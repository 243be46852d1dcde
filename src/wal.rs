use std::fs::{self, File, OpenOptions};
use std::io::{self, BufReader, BufWriter, Read, Write};
use std::path::{Path, PathBuf};

use crate::model::Record;

/// Largest payload a record may carry. A longer length prefix on disk is
/// treated as corruption instead of an allocation request.
pub const MAX_RECORD_LEN: usize = 1 << 20;

/// Encode a single record as `[len][bincode][crc32]`. Returns bytes written.
fn encode_record(writer: &mut impl Write, record: &Record) -> io::Result<u64> {
    let payload =
        bincode::serialize(record).map_err(|e| io::Error::new(io::ErrorKind::InvalidData, e))?;
    if payload.len() > MAX_RECORD_LEN {
        return Err(io::Error::new(
            io::ErrorKind::InvalidData,
            format!("record of {} bytes exceeds {MAX_RECORD_LEN}", payload.len()),
        ));
    }
    let len = payload.len() as u32;
    writer.write_all(&len.to_le_bytes())?;
    writer.write_all(&payload)?;
    writer.write_all(&crc32fast::hash(&payload).to_le_bytes())?;
    Ok(8 + payload.len() as u64)
}

/// Read exactly `buf.len()` bytes. `Ok(false)` means the file ended first.
fn read_full(reader: &mut impl Read, buf: &mut [u8]) -> io::Result<bool> {
    match reader.read_exact(buf) {
        Ok(()) => Ok(true),
        Err(e) if e.kind() == io::ErrorKind::UnexpectedEof => Ok(false),
        Err(e) => Err(e),
    }
}

/// Decode the next entry and its encoded size. `Ok(None)` on a clean end, a
/// truncated tail, an oversized length, a CRC mismatch or an undecodable
/// payload; replay stops at the first bad entry.
fn decode_next(reader: &mut impl Read) -> io::Result<Option<(Record, u64)>> {
    let mut len_buf = [0u8; 4];
    if !read_full(reader, &mut len_buf)? {
        return Ok(None);
    }
    let len = u32::from_le_bytes(len_buf) as usize;
    if len > MAX_RECORD_LEN {
        return Ok(None);
    }
    let mut payload = vec![0u8; len];
    if !read_full(reader, &mut payload)? {
        return Ok(None);
    }
    let mut crc_buf = [0u8; 4];
    if !read_full(reader, &mut crc_buf)? {
        return Ok(None);
    }
    if u32::from_le_bytes(crc_buf) != crc32fast::hash(&payload) {
        return Ok(None);
    }
    Ok(bincode::deserialize::<Record>(&payload)
        .ok()
        .map(|record| (record, 8 + len as u64)))
}

/// Valid records on disk and the byte length they occupy.
fn scan(path: &Path) -> io::Result<(Vec<Record>, u64)> {
    let file = match File::open(path) {
        Ok(f) => f,
        Err(e) if e.kind() == io::ErrorKind::NotFound => return Ok((Vec::new(), 0)),
        Err(e) => return Err(e),
    };
    let mut reader = BufReader::new(file);
    let mut records = Vec::new();
    let mut valid_len = 0;
    while let Some((record, size)) = decode_next(&mut reader)? {
        records.push(record);
        valid_len += size;
    }
    Ok((records, valid_len))
}

/// Test-only write failures, triggered on the next batch.
#[cfg(test)]
#[derive(Debug, Clone, Copy, PartialEq, Eq)]
pub enum Fault {
    /// Half a record reaches the file, then the write errors.
    TornWrite,
    /// The whole batch reaches the file, then fsync errors.
    SyncFails,
}

/// Append-only write-ahead log for building registrations and entry/exit events.
///
/// Format per entry: `[u32: len][bincode: Record][u32: crc32]`, little endian.
///
/// The file never holds bytes past the last acknowledged batch: opening cuts
/// a torn tail left by a crash, and a batch that fails is truncated away
/// before the error is returned. If even that truncation fails the log
/// refuses further appends until it is reopened.
pub struct Wal {
    writer: BufWriter<File>,
    path: PathBuf,
    /// File length covered by acknowledged batches.
    committed_len: u64,
    appends_since_compact: u64,
    broken: Option<String>,
    #[cfg(test)]
    fault: Option<Fault>,
}

impl Wal {
    pub fn open(path: &Path) -> io::Result<Self> {
        Self::open_and_replay(path).map(|(wal, _)| wal)
    }

    /// Open for appends and return every valid record already on disk,
    /// cutting off anything after the last valid one.
    pub fn open_and_replay(path: &Path) -> io::Result<(Self, Vec<Record>)> {
        let (records, valid_len) = scan(path)?;
        let file = OpenOptions::new().create(true).append(true).open(path)?;
        if file.metadata()?.len() > valid_len {
            file.set_len(valid_len)?;
            file.sync_all()?;
        }
        let wal = Self {
            writer: BufWriter::new(file),
            path: path.to_path_buf(),
            committed_len: valid_len,
            appends_since_compact: 0,
            broken: None,
            #[cfg(test)]
            fault: None,
        };
        Ok((wal, records))
    }

    /// Append and fsync one record.
    #[cfg(test)]
    pub fn append(&mut self, record: &Record) -> io::Result<()> {
        self.append_batch([record])
    }

    /// Write and fsync `records` as one unit. On error none of them remain in
    /// the file and nothing is counted.
    pub fn append_batch<'a>(&mut self, records: impl IntoIterator<Item = &'a Record>) -> io::Result<()> {
        if let Some(reason) = &self.broken {
            return Err(io::Error::other(format!("WAL unusable after failed rollback: {reason}")));
        }
        match self.write_batch(records) {
            Ok((count, bytes)) => {
                self.committed_len += bytes;
                self.appends_since_compact += count;
                Ok(())
            }
            Err(e) => {
                if let Err(rollback) = self.rollback() {
                    self.broken = Some(rollback.to_string());
                }
                Err(e)
            }
        }
    }

    fn write_batch<'a>(&mut self, records: impl IntoIterator<Item = &'a Record>) -> io::Result<(u64, u64)> {
        let (mut count, mut bytes) = (0, 0);
        for record in records {
            bytes += encode_record(&mut self.writer, record)?;
            count += 1;
        }
        #[cfg(test)]
        if let Some(fault) = self.fault.take() {
            return Err(self.trigger(fault));
        }
        self.writer.flush()?;
        self.writer.get_ref().sync_all()?;
        Ok((count, bytes))
    }

    /// Drop buffered bytes and cut the file back to `committed_len`.
    fn rollback(&mut self) -> io::Result<()> {
        let file = OpenOptions::new().append(true).open(&self.path)?;
        file.set_len(self.committed_len)?;
        file.sync_all()?;
        let stale = std::mem::replace(&mut self.writer, BufWriter::new(file));
        // into_parts hands back the buffer instead of flushing it on drop.
        let _ = stale.into_parts();
        Ok(())
    }

    #[cfg(test)]
    pub fn inject_fault(&mut self, fault: Fault) {
        self.fault = Some(fault);
    }

    #[cfg(test)]
    fn trigger(&mut self, fault: Fault) -> io::Error {
        if fault == Fault::TornWrite {
            let _ = self.writer.write_all(&40u32.to_le_bytes());
            let _ = self.writer.write_all(&[0u8; 10]);
        }
        let _ = self.writer.flush();
        io::Error::other(format!("injected {fault:?}"))
    }

    pub fn path(&self) -> &Path {
        &self.path
    }

    fn compact_tmp_path(path: &Path) -> PathBuf {
        path.with_extension("wal.tmp")
    }

    /// Write the compacted record set next to the WAL and fsync it.
    pub fn write_compact_file(path: &Path, records: &[Record]) -> io::Result<()> {
        let mut writer = BufWriter::new(File::create(Self::compact_tmp_path(path))?);
        for record in records {
            encode_record(&mut writer, record)?;
        }
        writer.flush()?;
        writer.get_ref().sync_all()
    }

    /// Rename the compacted file over the WAL and reopen for appends.
    pub fn swap_compact_file(&mut self) -> io::Result<()> {
        fs::rename(Self::compact_tmp_path(&self.path), &self.path)?;
        let file = OpenOptions::new().create(true).append(true).open(&self.path)?;
        self.committed_len = file.metadata()?.len();
        self.writer = BufWriter::new(file);
        self.appends_since_compact = 0;
        self.broken = None;
        Ok(())
    }

    #[cfg(test)]
    pub fn compact(&mut self, records: &[Record]) -> io::Result<()> {
        Self::write_compact_file(&self.path, records)?;
        self.swap_compact_file()
    }

    pub fn appends_since_compact(&self) -> u64 {
        self.appends_since_compact
    }

    /// All valid records on disk, in append order. A missing file is empty.
    pub fn replay(path: &Path) -> io::Result<Vec<Record>> {
        scan(path).map(|(records, _)| records)
    }
}
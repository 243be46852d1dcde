use std::net::SocketAddr;

use tracing_subscriber::EnvFilter;

use crate::ledger::LedgerError;

// ── Ledger metrics ──────────────────────────────────────────────

/// Counter: events committed. Labels: direction.
pub const EVENTS_APPLIED_TOTAL: &str = "headcount_events_applied_total";

/// Counter: apply_event calls that returned an error. Labels: kind.
pub const EVENTS_REJECTED_TOTAL: &str = "headcount_events_rejected_total";

/// Histogram: apply_event latency in seconds, including retries.
pub const APPLY_DURATION_SECONDS: &str = "headcount_apply_duration_seconds";

/// Counter: conditional commits retried after a conflict.
pub const CONFLICT_RETRIES_TOTAL: &str = "headcount_conflict_retries_total";

// ── Store metrics ───────────────────────────────────────────────

/// Gauge: buildings known to the store.
pub const BUILDINGS_REGISTERED: &str = "headcount_buildings_registered";

/// Histogram: WAL group-commit flush duration in seconds.
pub const WAL_FLUSH_DURATION_SECONDS: &str = "headcount_wal_flush_duration_seconds";

/// Histogram: WAL group-commit batch size (records per flush).
pub const WAL_FLUSH_BATCH_SIZE: &str = "headcount_wal_flush_batch_size";

/// Counter: completed WAL compactions.
pub const WAL_COMPACTIONS_TOTAL: &str = "headcount_wal_compactions_total";

/// Install the Prometheus exporter on the given port. No-op if port is None.
pub fn init(port: Option<u16>) -> Result<(), Box<dyn std::error::Error>> {
    let Some(port) = port else { return Ok(()) };
    let addr: SocketAddr = ([0, 0, 0, 0], port).into();
    metrics_exporter_prometheus::PrometheusBuilder::new()
        .with_http_listener(addr)
        .install()?;
    tracing::info!("metrics endpoint: http://0.0.0.0:{port}/metrics");
    Ok(())
}

/// Level used when `RUST_LOG` is unset, blank or unparsable.
pub const DEFAULT_LOG_FILTER: &str = "info";

/// Log filter from `RUST_LOG`-style directives.
pub fn log_filter(directives: Option<&str>) -> EnvFilter {
    directives
        .filter(|d| !d.trim().is_empty())
        .and_then(|d| EnvFilter::try_new(d).ok())
        .unwrap_or_else(|| EnvFilter::new(DEFAULT_LOG_FILTER))
}

/// Short label for an error kind.
pub fn error_label(err: &LedgerError) -> &'static str {
    match err {
        LedgerError::InvalidArgument(_) => "invalid_argument",
        LedgerError::NotFound(_) => "not_found",
        LedgerError::Conflict(_) => "conflict",
        LedgerError::Unavailable(_) => "unavailable",
    }
}

#[cfg(test)]
mod tests {
    use super::*;
    use tracing_subscriber::filter::LevelFilter;

    #[test]
    fn unset_filter_still_shows_warnings() {
        assert_eq!(log_filter(None).max_level_hint(), Some(LevelFilter::INFO));
        assert_eq!(log_filter(Some("  ")).max_level_hint(), Some(LevelFilter::INFO));
    }

    #[test]
    fn explicit_filter_wins() {
        assert_eq!(log_filter(Some("debug")).max_level_hint(), Some(LevelFilter::DEBUG));
        assert_eq!(log_filter(Some("error")).max_level_hint(), Some(LevelFilter::ERROR));
    }
}
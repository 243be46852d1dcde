use std::sync::Arc;

use tokio::net::TcpListener;
use tracing::info;
use tracing_subscriber::fmt;

use headcount::config::Config;
use headcount::ledger::OccupancyLedger;
use headcount::store::WalStore;
use headcount::{compactor, http, observability, seed};

#[tokio::main]
async fn main() -> Result<(), Box<dyn std::error::Error>> {
    let directives = std::env::var("RUST_LOG").ok();
    fmt().with_env_filter(observability::log_filter(directives.as_deref())).init();

    let config = Config::from_env();
    observability::init(config.metrics_port)?;

    std::fs::create_dir_all(&config.data_dir)?;
    let store = Arc::new(WalStore::open(config.wal_path())?);
    let ledger = Arc::new(OccupancyLedger::new(store.clone()));

    if let Some(path) = &config.seed_file {
        seed::load(&ledger, path).await?;
    }

    let compactor_store = store.clone();
    let threshold = config.compact_threshold;
    tokio::spawn(async move {
        compactor::run_compactor(compactor_store, threshold).await;
    });

    let addr = config.listen_addr();
    let listener = TcpListener::bind(&addr).await?;
    info!("headcount listening on {addr}");
    info!("  data_dir: {}", config.data_dir.display());
    info!("  compact_threshold: {}", config.compact_threshold);
    info!(
        "  metrics: {}",
        config
            .metrics_port
            .map_or("disabled".to_string(), |p| format!("http://0.0.0.0:{p}/metrics"))
    );

    http::serve(listener, ledger, shutdown_signal()).await?;

    info!("headcount stopped");
    Ok(())
}

/// Resolves on ctrl-c or SIGTERM.
async fn shutdown_signal() {
    let ctrl_c = async {
        if let Err(e) = tokio::signal::ctrl_c().await {
            tracing::error!("failed to listen for ctrl-c: {e}");
            std::future::pending::<()>().await;
        }
    };

    #[cfg(unix)]
    let terminate = async {
        match tokio::signal::unix::signal(tokio::signal::unix::SignalKind::terminate()) {
            Ok(mut sigterm) => {
                sigterm.recv().await;
            }
            Err(e) => {
                tracing::error!("failed to register SIGTERM handler: {e}");
                std::future::pending::<()>().await;
            }
        }
    };

    #[cfg(not(unix))]
    let terminate = std::future::pending::<()>();

    tokio::select! {
        _ = ctrl_c => {}
        _ = terminate => {}
    }
    info!("shutdown signal received, draining requests");
}
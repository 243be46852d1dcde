//! Persistence seam for the ledger.
//!
//! The ledger never mutates building state directly; it computes the next
//! count and hands the store one event to commit. A store must make the count
//! write and the log append a single atomic step.

mod wal_store;

pub use wal_store::WalStore;

use async_trait::async_trait;
use ulid::Ulid;

use crate::model::{Building, EntryExitEvent};

#[derive(Debug, Clone, PartialEq, Eq)]
pub enum StoreError {
    NotFound(String),
    /// The conditional commit saw a different count or a newer event.
    Conflict(String),
    Unavailable(String),
    LimitExceeded(&'static str),
}

impl std::fmt::Display for StoreError {
    fn fmt(&self, f: &mut std::fmt::Formatter<'_>) -> std::fmt::Result {
        match self {
            StoreError::NotFound(id) => write!(f, "building not found: {id}"),
            StoreError::Conflict(msg) => write!(f, "write conflict: {msg}"),
            StoreError::Unavailable(msg) => write!(f, "store unavailable: {msg}"),
            StoreError::LimitExceeded(msg) => write!(f, "limit exceeded: {msg}"),
        }
    }
}

impl std::error::Error for StoreError {}

#[async_trait]
pub trait LedgerStore: Send + Sync {
    async fn read_building(&self, id: &str) -> Result<Building, StoreError>;

    /// Id of the newest event logged for the building, if any.
    async fn last_event_id(&self, id: &str) -> Result<Option<Ulid>, StoreError>;

    /// Set the building's count to `event.occupancy_after` and append `event`,
    /// as one unit, only if the count is still `expected_previous` and
    /// `event.id` sorts after every event already logged for the building.
    async fn commit(
        &self,
        expected_previous: u64,
        event: &EntryExitEvent,
    ) -> Result<Building, StoreError>;

    /// Register a building at count zero. Returns the stored record and
    /// whether it was created; an existing building is left untouched.
    async fn register_building(
        &self,
        id: &str,
        department_name: &str,
    ) -> Result<(Building, bool), StoreError>;

    /// Sorted by id.
    async fn list_buildings(&self) -> Result<Vec<Building>, StoreError>;

    /// Newest first, at most `limit`.
    async fn list_events(&self, limit: usize) -> Result<Vec<EntryExitEvent>, StoreError>;
}
//! Buildings are created out-of-band: a JSON file of
//! `[{"building_id": "...", "dept_name": "..."}]` registered at startup.

use std::path::Path;

use serde::Deserialize;
use tracing::info;

use crate::ledger::{LedgerError, OccupancyLedger};

#[derive(Debug, Clone, PartialEq, Eq, Deserialize)]
pub struct SeedBuilding {
    pub building_id: String,
    pub dept_name: String,
}

#[derive(Debug)]
pub enum SeedError {
    Io(std::io::Error),
    Parse(serde_json::Error),
    Ledger(LedgerError),
}

impl std::fmt::Display for SeedError {
    fn fmt(&self, f: &mut std::fmt::Formatter<'_>) -> std::fmt::Result {
        match self {
            SeedError::Io(e) => write!(f, "reading seed file: {e}"),
            SeedError::Parse(e) => write!(f, "parsing seed file: {e}"),
            SeedError::Ledger(e) => write!(f, "registering seed building: {e}"),
        }
    }
}

impl std::error::Error for SeedError {}

pub fn parse(json: &str) -> Result<Vec<SeedBuilding>, SeedError> {
    serde_json::from_str(json).map_err(SeedError::Parse)
}

/// Register every building in `path`. Existing buildings keep their counts.
/// Returns how many entries the file held.
pub async fn load(ledger: &OccupancyLedger, path: &Path) -> Result<usize, SeedError> {
    let json = tokio::fs::read_to_string(path).await.map_err(SeedError::Io)?;
    let buildings = parse(&json)?;
    for b in &buildings {
        ledger
            .register_building(&b.building_id, &b.dept_name)
            .await
            .map_err(SeedError::Ledger)?;
    }
    info!("seeded {} buildings from {}", buildings.len(), path.display());
    Ok(buildings.len())
}
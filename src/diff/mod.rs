//! Diff engine: PR diff retrieval (libgit2 or GitHub API) and chunk splitting.

pub mod chunker;
pub mod git;

use std::path::{Path, PathBuf};

use thiserror::Error;

use crate::github::{GithubClient, GithubError};
use crate::models::github::ApiPullRequest;
use crate::models::{DiffSource, RepoRef};

/// Errors from the diff engine.
#[derive(Error, Debug)]
pub enum DiffError {
    #[error("failed to open git repository at {path}: {source}")]
    OpenRepo {
        path: PathBuf,
        #[source]
        source: git2::Error,
    },

    #[error(
        "commit {0} is not available locally; fetch the full history \
         (e.g. `fetch-depth: 0` in actions/checkout) or use --diff-source api"
    )]
    MissingCommit(String),

    #[error("git error: {0}")]
    Git(#[from] git2::Error),

    #[error(transparent)]
    Github(#[from] GithubError),
}

/// Produce the textual diff between a pull request's base and head.
///
/// The returned text is opaque to later stages; it is only chunked and
/// forwarded to the model.
pub async fn pull_request_diff(
    source: DiffSource,
    github: &GithubClient,
    repo: &RepoRef,
    pr: &ApiPullRequest,
    repo_path: &Path,
) -> Result<String, DiffError> {
    tracing::info!(
        %source,
        base = %pr.base.sha,
        head = %pr.head.sha,
        "computing pull request diff"
    );
    let diff = match source {
        DiffSource::Git => git::diff_commits(repo_path, &pr.base.sha, &pr.head.sha)?,
        DiffSource::Api => github.pull_diff(repo, pr.number).await?,
    };
    tracing::debug!(chars = diff.chars().count(), "diff computed");
    Ok(diff)
}
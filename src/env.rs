//! Environment variable abstraction for testability.
//!
//! Production code uses [`Env::real()`] which delegates to [`std::env::var`].
//! Tests use [`Env::mock()`] backed by a `HashMap`, so config resolution can
//! be exercised without mutating the process environment.

use std::collections::HashMap;

/// Environment variable reader.
///
/// CI runners frequently export variables with empty values (for example an
/// unset secret in GitHub Actions), so empty strings are treated as absent.
#[derive(Clone, Debug)]
pub struct Env {
    overrides: Option<HashMap<String, String>>,
}

impl Env {
    /// Create an `Env` that reads from the real process environment.
    pub fn real() -> Self {
        Self { overrides: None }
    }

    /// Create an `Env` backed by explicit key-value pairs.
    pub fn mock(vars: impl IntoIterator<Item = (impl Into<String>, impl Into<String>)>) -> Self {
        Self {
            overrides: Some(
                vars.into_iter()
                    .map(|(k, v)| (k.into(), v.into()))
                    .collect(),
            ),
        }
    }

    /// Look up a non-empty environment variable by name.
    pub fn var(&self, name: &str) -> Option<String> {
        let value = match &self.overrides {
            Some(map) => map.get(name).cloned(),
            None => std::env::var(name).ok(),
        }?;
        let trimmed = value.trim();
        if trimmed.is_empty() {
            None
        } else {
            Some(trimmed.to_string())
        }
    }

    /// Return the value of the first variable in `names` that is set.
    pub fn first_of(&self, names: &[&str]) -> Option<String> {
        names.iter().find_map(|name| self.var(name))
    }

    /// Returns `true` if the variable is present and non-empty.
    pub fn is_set(&self, name: &str) -> bool {
        self.var(name).is_some()
    }
}

impl Default for Env {
    fn default() -> Self {
        Self::real()
    }
}

#[cfg(test)]
mod tests {
    use super::*;

    #[test]
    fn real_env_reads_cargo_manifest_dir() {
        let env = Env::real();
        assert!(env.var("CARGO_MANIFEST_DIR").is_some());
    }

    #[test]
    fn mock_env_returns_set_values() {
        let env = Env::mock([("FOO", "bar"), ("BAZ", "qux")]);
        assert_eq!(env.var("FOO").as_deref(), Some("bar"));
        assert_eq!(env.var("BAZ").as_deref(), Some("qux"));
    }

    #[test]
    fn empty_values_are_absent() {
        let env = Env::mock([("EMPTY", ""), ("BLANK", "   ")]);
        assert!(env.var("EMPTY").is_none());
        assert!(!env.is_set("BLANK"));
    }

    #[test]
    fn values_are_trimmed() {
        let env = Env::mock([("TOKEN", " ghp_abc\n")]);
        assert_eq!(env.var("TOKEN").as_deref(), Some("ghp_abc"));
    }

    #[test]
    fn first_of_prefers_earlier_names() {
        let env = Env::mock([("SECOND", "2"), ("FIRST", "1")]);
        assert_eq!(env.first_of(&["FIRST", "SECOND"]).as_deref(), Some("1"));
        assert_eq!(env.first_of(&["MISSING", "SECOND"]).as_deref(), Some("2"));
        assert!(env.first_of(&["MISSING"]).is_none());
    }
}
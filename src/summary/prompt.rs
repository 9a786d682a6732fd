//! Prompt templates for chunk reviews and their condensation.

/// Condensation prompt used when the diff produced no chunks at all.
pub const NO_CHANGES_PROMPT: &str =
    "Say that you didn't find any relevant changes to comment on any file";

/// Used when the model answers the condensation request with nothing.
pub const EMPTY_SUMMARY_FALLBACK: &str = "No relevant changes were found to comment on.";

/// Build the reviewer persona sent as the preamble of every chunk review.
pub fn review_preamble(extra_prompt: Option<&str>) -> String {
    let mut preamble = String::from(
        "This is a pull request, or part of a pull request if the pull request is very large.\n\
        Review it as an excellent software engineer and an excellent security engineer.\n\
        Point out the issues in the differences and provide suggestions to improve them.\n\
        You may give a review summary and per-file issue comments if any major issues are found.\n\
        Always include the name of the file that the improvement or problem refers to.\n\
        The next message contains the difference between the GitHub file contents.\n",
    );

    if let Some(extra) = extra_prompt.map(str::trim).filter(|s| !s.is_empty()) {
        preamble.push('\n');
        preamble.push_str(extra);
        preamble.push('\n');
    }

    preamble
}

/// Build the request that condenses several chunk reviews into one digest.
pub fn summarize_prompt(word_limit: usize, reviews: &[String]) -> String {
    format!(
        "Can you summarize this for me?\n\
        Stick to highlighting pressing issues and providing code suggestions \
        to improve the pull request.\n\
        Summarize the review in a few sentences, no longer than {word_limit} words.\n\
        Here's what you need to summarize:\n\n{}",
        reviews.join("\n")
    )
}

/// Build the request sent when there was nothing to review.
pub fn no_changes_prompt() -> String {
    format!("{NO_CHANGES_PROMPT}\n\n")
}

#[cfg(test)]
mod tests {
    use super::*;

    #[test]
    fn preamble_without_extra_prompt() {
        let preamble = review_preamble(None);
        assert!(preamble.contains("security engineer"));
        assert!(preamble.contains("name of the file"));
    }

    #[test]
    fn preamble_appends_extra_prompt() {
        let preamble = review_preamble(Some("  Focus on SQL injection.  "));
        assert!(preamble.ends_with("\nFocus on SQL injection.\n"));
    }

    #[test]
    fn blank_extra_prompt_is_ignored() {
        assert_eq!(review_preamble(Some("   ")), review_preamble(None));
    }

    #[test]
    fn summarize_prompt_joins_reviews_with_newlines() {
        let reviews = vec!["first review".to_string(), "second review".to_string()];
        let prompt = summarize_prompt(256, &reviews);
        assert!(prompt.contains("no longer than 256 words"));
        assert!(prompt.ends_with("\n\nfirst review\nsecond review"));
    }

    #[test]
    fn no_changes_prompt_mentions_missing_changes() {
        assert!(no_changes_prompt().starts_with(NO_CHANGES_PROMPT));
    }
}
_ _ _ _
At the first line of the material above, start reproducing each line exactly, and end with the line that holds "prefix on disk is", adding nothing.

▶ _EXERCISE SOLUTION_
repository 243be46852d1dcde
filename src/wal.rs
use std::fs::{self, File, OpenOptions};
use std::io::{self, BufReader, BufWriter, Read, Write};
use std::path::{Path, PathBuf};

use crate::model::Record;

/// Largest payload a record may carry. A longer length prefix on disk is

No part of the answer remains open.